Today is World Book Day, a chance to celebrate our favourite books and authors and talk about what we love to read. So, please use the comments to talk about your favourite political books and those you read for pleasure.
One of the things which upsets me most about Long Covid is that I have been able to read so little for pleasure. Normally I’d read one book a week. Last year, in total, I read one whole book and two half books. However, in January alone, I’d already surpassed that. February has not been so good as I’ve been slowly increasing my hours at work which has used up pretty much all my energy.
It’s always good on World Book Day to scroll through social media and see all the children heading off to school dressed up as their favourite character. It’s a testament to the creativity and ingenuity of their parents. All too often they find out at 8pm the night before that such an event is happening and have to magic an outfit out of nowhere. And as we come up to International Women’s Day next week, it’s worth mentioning that it is likely to be the unseen and under-appreciated work of women that makes these things happen.

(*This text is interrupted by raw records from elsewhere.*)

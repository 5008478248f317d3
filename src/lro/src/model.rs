// Copyright 2025 Google LLC
//
// Licensed under the Apache License, Version 2.0 (the "License");
// you may not use this file except in compliance with the License.
// You may obtain a copy of the License at
//
//     https://www.apache.org/licenses/LICENSE-2.0
//
// Unless required by applicable law or agreed to in writing, software
// distributed under the License is distributed on an "AS IS" BASIS,
// WITHOUT WARRANTIES OR CONDITIONS OF ANY KIND, either express or implied.
// See the License for the specific language governing permissions and
// limitations under the License.

//! The messages used to query and cancel long-running operations.

use gax::error::rpc::Status;
use serde::{Deserialize, Serialize};

/// A long-running operation, as reported by the service.
///
/// The service creates the operation when a long-running RPC starts. The
/// client only reads operations, it never mutates them. Once `done` is `true`
/// the operation is terminal and `result` holds the outcome.
#[derive(Clone, Debug, Default, PartialEq, Deserialize, Serialize)]
#[serde(try_from = "wire::Operation", into = "wire::Operation")]
#[non_exhaustive]
pub struct Operation {
    /// The server-assigned name, unique within the service.
    pub name: String,

    /// Service-specific progress information.
    pub metadata: Option<wkt::Any>,

    /// If `false`, the operation is still in progress.
    pub done: bool,

    /// The outcome of the operation, only set when `done` is `true`.
    pub result: Option<operation::Result>,
}

impl Operation {
    /// Sets the value of [name][Operation::name].
    pub fn set_name<T: Into<String>>(mut self, v: T) -> Self {
        self.name = v.into();
        self
    }

    /// Sets the value of [metadata][Operation::metadata].
    pub fn set_metadata<T: Into<wkt::Any>>(mut self, v: T) -> Self {
        self.metadata = Some(v.into());
        self
    }

    /// Sets the value of [done][Operation::done].
    pub fn set_done(mut self, v: bool) -> Self {
        self.done = v;
        self
    }

    /// Sets the value of [result][Operation::result].
    pub fn set_result<T: Into<Option<operation::Result>>>(mut self, v: T) -> Self {
        self.result = v.into();
        self
    }

    /// Sets [result][Operation::result] to a successful response.
    pub fn set_response<T: Into<wkt::Any>>(self, v: T) -> Self {
        self.set_result(operation::Result::Response(Box::new(v.into())))
    }

    /// Sets [result][Operation::result] to an error.
    pub fn set_error<T: Into<Status>>(self, v: T) -> Self {
        self.set_result(operation::Result::Error(Box::new(v.into())))
    }

    /// The response, if the operation completed successfully.
    pub fn response(&self) -> Option<&wkt::Any> {
        match &self.result {
            Some(operation::Result::Response(r)) => Some(r.as_ref()),
            _ => None,
        }
    }

    /// The error, if the operation failed.
    pub fn error(&self) -> Option<&Status> {
        match &self.result {
            Some(operation::Result::Error(e)) => Some(e.as_ref()),
            _ => None,
        }
    }
}

impl wkt::message::Message for Operation {
    fn typename() -> &'static str {
        "type.googleapis.com/google.longrunning.Operation"
    }
}

/// Defines additional types related to [Operation].
pub mod operation {
    use super::*;

    /// The outcome of a completed operation.
    #[derive(Clone, Debug, PartialEq)]
    #[non_exhaustive]
    pub enum Result {
        /// The operation failed.
        Error(Box<Status>),
        /// The operation succeeded, the payload holds the typed response.
        Response(Box<wkt::Any>),
    }
}

/// The request message for `GetOperation`.
#[derive(Clone, Debug, Default, PartialEq, Deserialize, Serialize)]
#[serde(default, rename_all = "camelCase")]
#[non_exhaustive]
pub struct GetOperationRequest {
    /// The name of the operation resource.
    pub name: String,
}

impl GetOperationRequest {
    /// Sets the value of [name][GetOperationRequest::name].
    pub fn set_name<T: Into<String>>(mut self, v: T) -> Self {
        self.name = v.into();
        self
    }
}

/// The request message for `CancelOperation`.
#[derive(Clone, Debug, Default, PartialEq, Deserialize, Serialize)]
#[serde(default, rename_all = "camelCase")]
#[non_exhaustive]
pub struct CancelOperationRequest {
    /// The name of the operation resource to be cancelled.
    pub name: String,
}

impl CancelOperationRequest {
    /// Sets the value of [name][CancelOperationRequest::name].
    pub fn set_name<T: Into<String>>(mut self, v: T) -> Self {
        self.name = v.into();
        self
    }
}

mod wire {
    use super::*;

    // The JSON representation has `error` and `response` as sibling fields.
    #[derive(Clone, Debug, Default, Deserialize, Serialize)]
    #[serde(default, rename_all = "camelCase")]
    pub struct Operation {
        #[serde(skip_serializing_if = "String::is_empty")]
        name: String,
        #[serde(skip_serializing_if = "Option::is_none")]
        metadata: Option<wkt::Any>,
        #[serde(skip_serializing_if = "std::ops::Not::not")]
        done: bool,
        #[serde(skip_serializing_if = "Option::is_none")]
        error: Option<Status>,
        #[serde(skip_serializing_if = "Option::is_none")]
        response: Option<wkt::Any>,
    }

    impl TryFrom<Operation> for super::Operation {
        type Error = String;

        fn try_from(value: Operation) -> std::result::Result<Self, Self::Error> {
            let result = match (value.error, value.response) {
                (Some(_), Some(_)) => {
                    return Err(format!(
                        "operation {} has both `error` and `response` fields",
                        value.name
                    ));
                }
                (Some(e), None) => Some(operation::Result::Error(Box::new(e))),
                (None, Some(r)) => Some(operation::Result::Response(Box::new(r))),
                (None, None) => None,
            };
            Ok(Self {
                name: value.name,
                metadata: value.metadata,
                done: value.done,
                result,
            })
        }
    }

    impl From<super::Operation> for Operation {
        fn from(value: super::Operation) -> Self {
            let (error, response) = match value.result {
                Some(operation::Result::Error(e)) => (Some(*e), None),
                Some(operation::Result::Response(r)) => (None, Some(*r)),
                None => (None, None),
            };
            Self {
                name: value.name,
                metadata: value.metadata,
                done: value.done,
                error,
                response,
            }
        }
    }
}

#[cfg(test)]
mod tests {
    use super::*;
    use gax::error::rpc::Code;
    use serde_json::json;
    type TestResult = anyhow::Result<()>;

    #[test]
    fn setters() -> TestResult {
        let any = wkt::Any::from_msg(&wkt::Empty::default())?;
        let op = Operation::default()
            .set_name("op-1")
            .set_metadata(any.clone())
            .set_done(true)
            .set_response(any.clone());
        assert_eq!(op.name, "op-1");
        assert_eq!(op.metadata.as_ref(), Some(&any));
        assert!(op.done);
        assert_eq!(op.response(), Some(&any));
        assert!(op.error().is_none(), "{op:?}");

        let status = Status::default().set_code(Code::NotFound).set_message("not found");
        let op = op.set_error(status.clone());
        assert_eq!(op.error(), Some(&status));
        assert!(op.response().is_none(), "{op:?}");

        let op = op.set_result(None);
        assert!(op.result.is_none(), "{op:?}");
        Ok(())
    }

    #[test]
    fn deserialize_pending() -> TestResult {
        let input = json!({
            "name": "op-1",
            "metadata": {"@type": "type.googleapis.com/google.protobuf.Empty"},
        });
        let op = serde_json::from_value::<Operation>(input)?;
        assert_eq!(op.name, "op-1");
        assert!(!op.done);
        assert!(op.metadata.is_some(), "{op:?}");
        assert!(op.result.is_none(), "{op:?}");
        Ok(())
    }

    #[test]
    fn deserialize_error() -> TestResult {
        let input = json!({
            "name": "op-2",
            "done": true,
            "error": {"code": 5, "message": "not found"},
        });
        let op = serde_json::from_value::<Operation>(input)?;
        assert!(op.done);
        let error = op.error().expect("error is set");
        assert_eq!(error.code, Code::NotFound);
        assert_eq!(error.message, "not found");
        Ok(())
    }

    #[test]
    fn deserialize_both_error_and_response() {
        let input = json!({
            "name": "op-3",
            "done": true,
            "error": {"code": 5},
            "response": {"@type": "type.googleapis.com/google.protobuf.Empty"},
        });
        let got = serde_json::from_value::<Operation>(input);
        assert!(got.is_err(), "{got:?}");
    }

    #[test]
    fn serialize() -> TestResult {
        let any = wkt::Any::from_msg(&wkt::Empty::default())?;
        let op = Operation::default()
            .set_name("op-1")
            .set_done(true)
            .set_response(any);
        let got = serde_json::to_value(&op)?;
        let want = json!({
            "name": "op-1",
            "done": true,
            "response": {"@type": "type.googleapis.com/google.protobuf.Empty"},
        });
        assert_eq!(got, want);

        let got = serde_json::to_value(Operation::default().set_name("op-2"))?;
        assert_eq!(got, json!({"name": "op-2"}));
        Ok(())
    }

    #[test]
    fn requests() {
        let get = GetOperationRequest::default().set_name("op-1");
        assert_eq!(get.name, "op-1");
        let cancel = CancelOperationRequest::default().set_name("op-1");
        assert_eq!(cancel.name, "op-1");
    }
}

My favourite political book of all time has got to be the memoir of the 1992 US presidential campaign written by James Carville and Mary Matalin. He was Clinton’s campaign director, she was a senior member of the Bush campaign. They fell in love just before the campaign kicked off. All’s Fair – Love, war and running for President was their hilarious account of that campaign, which shows their eccentricities off at beautifully and is a superb piece of history.

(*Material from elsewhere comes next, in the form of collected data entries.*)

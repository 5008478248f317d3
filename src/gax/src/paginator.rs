// Copyright 2025 Google LLC
//
// Licensed under the Apache License, Version 2.0 (the "License");
// you may not use this file except in compliance with the License.
// You may obtain a copy of the License at
//
//     https://www.apache.org/licenses/LICENSE-2.0
//
// Unless required by applicable law or agreed to in writing, software
// distributed under the License is distributed on an "AS IS" BASIS,
// WITHOUT WARRANTIES OR CONDITIONS OF ANY KIND, either express or implied.
// See the License for the specific language governing permissions and
// limitations under the License.

use futures::stream::unfold;
use futures::{Stream, StreamExt, TryStreamExt};
use pin_project::pin_project;
use std::future::Future;
use std::pin::Pin;

/// Describes a type that can be iterated over asyncly when used with [Paginator].
pub trait PageableResponse {
    /// The type of the items contained in each page.
    type PageItem;

    /// Consumes the page and returns its items.
    fn items(self) -> Vec<Self::PageItem>;

    /// The token to fetch the next page, empty on the last page.
    fn next_page_token(&self) -> String;
}

/// An adapter that converts list RPCs as defined by [AIP-4233](https://google.aip.dev/client-libraries/4233)
/// into a [futures::Stream] that can be iterated over in an async fashion.
#[pin_project]
pub struct Paginator<T, E> {
    #[pin]
    stream: Pin<Box<dyn Stream<Item = Result<T, E>>>>,
}

type ControlFlow = std::ops::ControlFlow<(), String>;

impl<T, E> Paginator<T, E>
where
    T: PageableResponse,
{
    /// Creates a new [Paginator] given the initial page token and a function
    /// to fetch the next [PageableResponse].
    pub fn new<F>(seed_token: String, execute: impl Fn(String) -> F + Clone + 'static) -> Self
    where
        F: Future<Output = Result<T, E>> + 'static,
    {
        let stream = unfold(ControlFlow::Continue(seed_token), move |state| {
            let execute = execute.clone();
            async move {
                let token = match state {
                    ControlFlow::Continue(token) => token,
                    ControlFlow::Break(_) => return None,
                };
                match execute(token).await {
                    Ok(page_resp) => {
                        let tok = page_resp.next_page_token();
                        let next_state = if tok.is_empty() {
                            ControlFlow::Break(())
                        } else {
                            ControlFlow::Continue(tok)
                        };
                        Some((Ok(page_resp), next_state))
                    }
                    Err(e) => Some((Err(e), ControlFlow::Break(()))),
                }
            }
        });
        Self {
            stream: Box::pin(stream),
        }
    }

    /// Returns the next mutation of the wrapped stream.
    pub fn next(&mut self) -> futures::stream::Next<'_, Self> {
        StreamExt::next(self)
    }

    /// Flattens the pages into a stream of items.
    ///
    /// The stream ends after the first error.
    pub fn items(self) -> impl Stream<Item = Result<T::PageItem, E>>
    where
        T: 'static,
        E: 'static,
    {
        self.map_ok(|page| futures::stream::iter(page.items().into_iter().map(Ok)))
            .try_flatten()
    }
}

impl<T, E> Stream for Paginator<T, E> {
    type Item = Result<T, E>;

    fn poll_next(
        self: Pin<&mut Self>,
        cx: &mut std::task::Context<'_>,
    ) -> std::task::Poll<Option<Self::Item>> {
        self.project().stream.poll_next(cx)
    }
}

Purple Homicide, by John Sweeney, is a brilliant reminder of one fo the 1997 election’s non Lib Dem highlights. Former BBC journalist Martin Bell took on Conservative MP Neil Hamilton in an anti-sleaze campaign after Hamilton was implicated in the Cash for Questions affair. Again, this account is hilarious, getting its title from the “homicidal purple” trousers worn by Christine Hamilton to a dramatic encounter on Knutsford Heath.
Shirley Williams’ autobiography Climbing the Bookshelves is another special book for me. Shirley is one of my political heroes and when I read it I hear the words as she would speak them. From her evacuation across the Atlantic as a child during the war to her election as an MP, to her career as a Labour minister and then with the SDP and Liberal Democrats.